We simply want things to make sense. As I said, we are kind of hard-wired that way.
Here in this story the disciples were asking Jesus to choose from the standard, traditional answers. They surely thought that was a fair request to make of him.
That is all in the literal sense . . . the earthly if you will. Jesus now moves beyond that to a more healthy Godly understanding. His immediate response to them, “Neither explanation is of any value whatsoever.” It is almost as if he is saying, “You may try hard, but you will never find an answer for the problems of suffering by trying to isolate and identify a source, a reason, a justification for it. You simply won’t find it, and if you think you did, you will be wrong.” Neither Jesus nor the Christian faith gives us answers the way we yearn for answers.

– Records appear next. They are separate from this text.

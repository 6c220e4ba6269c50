//! Keyed reconciliation of child collections
//!
//! Brings a destination collection in line with a source collection without
//! replacing records that survive: matching records are updated in place,
//! missing ones are removed, new ones are appended.

use std::collections::{HashMap, HashSet};
use std::hash::Hash;

/// A record with a stable derived key
pub trait KeyedRecord {
    type Key: Eq + Hash + Clone;

    fn key(&self) -> Self::Key;
}

/// In-place field copy from a (possibly different) record kind
pub trait MergeFrom<S: ?Sized> {
    /// Copy every field from `source`, keeping this record's identity.
    /// Returns true if any field changed.
    fn merge_from(&mut self, source: &S) -> bool;
}

/// Counts produced by [`reconcile`]
#[derive(Debug, Clone, Copy, Default, PartialEq, Eq)]
pub struct ReconcileReport {
    pub added: usize,
    pub removed: usize,
    pub updated: usize,
    pub unchanged: usize,
}

impl ReconcileReport {
    pub fn is_changed(&self) -> bool {
        self.added > 0 || self.removed > 0 || self.updated > 0
    }
}

/// Reconcile `dest` against `source` by key
///
/// Surviving records keep their prior relative order; new records follow in
/// source order. When the source repeats a key, the last occurrence wins.
pub fn reconcile<D, S>(dest: &mut Vec<D>, source: &[S]) -> ReconcileReport
where
    D: KeyedRecord + MergeFrom<S> + Default,
    S: KeyedRecord<Key = D::Key>,
{
    let mut report = ReconcileReport::default();

    let source_keys: HashSet<D::Key> = source.iter().map(KeyedRecord::key).collect();

    let before = dest.len();
    dest.retain(|record| source_keys.contains(&record.key()));
    report.removed = before - dest.len();

    let mut index: HashMap<D::Key, usize> = dest
        .iter()
        .enumerate()
        .map(|(i, record)| (record.key(), i))
        .collect();

    // Records touched by a duplicate source key count once
    let mut touched: HashSet<usize> = HashSet::new();
    let mut changed: HashSet<usize> = HashSet::new();

    for record in source {
        let key = record.key();
        match index.get(&key) {
            Some(&i) => {
                if dest[i].merge_from(record) {
                    changed.insert(i);
                }
                touched.insert(i);
            }
            None => {
                let mut fresh = D::default();
                fresh.merge_from(record);
                dest.push(fresh);
                index.insert(key, dest.len() - 1);
                report.added += 1;
            }
        }
    }

    let survivors = before - report.removed;
    report.updated = changed.iter().filter(|&&i| i < survivors).count();
    report.unchanged = touched.iter().filter(|&&i| i < survivors).count() - report.updated;
    report
}

#[cfg(test)]
mod tests {
    use super::*;

    #[derive(Debug, Clone, Default)]
    struct Row {
        id: u32,
        name: String,
        value: i64,
    }

    impl KeyedRecord for Row {
        type Key = String;

        fn key(&self) -> String {
            self.name.clone()
        }
    }

    impl MergeFrom<Row> for Row {
        fn merge_from(&mut self, source: &Row) -> bool {
            let changed = self.name != source.name || self.value != source.value;
            self.name = source.name.clone();
            self.value = source.value;
            changed
        }
    }

    fn row(id: u32, name: &str, value: i64) -> Row {
        Row {
            id,
            name: name.to_string(),
            value,
        }
    }

    fn keys(rows: &[Row]) -> Vec<String> {
        rows.iter().map(|r| r.name.clone()).collect()
    }

    #[test]
    fn test_reconcile_add_remove_update() {
        let mut dest = vec![row(1, "A", 1), row(2, "B", 2), row(3, "C", 3)];
        let source = vec![row(0, "B", 20), row(0, "C", 3), row(0, "D", 4)];

        let report = reconcile(&mut dest, &source);

        assert_eq!(keys(&dest), vec!["B", "C", "D"]);
        // B keeps its identity with updated values
        assert_eq!(dest[0].id, 2);
        assert_eq!(dest[0].value, 20);
        assert_eq!(dest[1].id, 3);
        // D is freshly constructed
        assert_eq!(dest[2].id, 0);
        assert_eq!(
            report,
            ReconcileReport {
                added: 1,
                removed: 1,
                updated: 1,
                unchanged: 1,
            }
        );
        assert!(report.is_changed());
    }

    #[test]
    fn test_survivors_keep_order_new_records_appended() {
        let mut dest = vec![row(1, "C", 3), row(2, "A", 1)];
        let source = vec![row(0, "Z", 9), row(0, "A", 1), row(0, "C", 3), row(0, "M", 5)];

        reconcile(&mut dest, &source);

        assert_eq!(keys(&dest), vec!["C", "A", "Z", "M"]);
    }

    #[test]
    fn test_empty_source_empties_destination() {
        let mut dest = vec![row(1, "A", 1), row(2, "B", 2)];
        let report = reconcile::<Row, Row>(&mut dest, &[]);

        assert!(dest.is_empty());
        assert_eq!(report.removed, 2);
    }

    #[test]
    fn test_duplicate_source_keys_last_wins() {
        let mut dest = vec![row(1, "A", 1)];
        let source = vec![row(0, "A", 5), row(0, "A", 6), row(0, "B", 1), row(0, "B", 2)];

        let report = reconcile(&mut dest, &source);

        assert_eq!(keys(&dest), vec!["A", "B"]);
        assert_eq!(dest[0].id, 1);
        assert_eq!(dest[0].value, 6);
        assert_eq!(dest[1].value, 2);
        assert_eq!(report.added, 1);
        assert_eq!(report.updated, 1);
    }

    #[test]
    fn test_identical_collections_report_no_change() {
        let mut dest = vec![row(1, "A", 1), row(2, "B", 2)];
        let source = dest.clone();

        let report = reconcile(&mut dest, &source);

        assert!(!report.is_changed());
        assert_eq!(report.unchanged, 2);
    }
}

Instead, as difficult as it is to say and accept, we are left with the brutal fact that we are in an unfair world, marked by ambiguity, inconsistency, and oftentimes danger.
What Jesus says here is not to look for answers at the front end of injustice; look for answers as to what to do in the middle of the experience. If you believe God is involved in the situation, the middle of the mess is where to look, because God is there working to bring something new and healing. The man in our text is indeed healed, but the back side of that miracle is that he points the religious leaders with all their pat answers in a new direction if they would only heed. The miracle is not that the man or his parents were forgiven, and therefore he was healed. Not for a moment. The miracle is that he was healed so that the word of God’s love in Christ could be shared. And that is exactly what he did—he shared that story.
May we be a community who loves in the middle of crises and hard to understand events, and in so doing be the presence of God.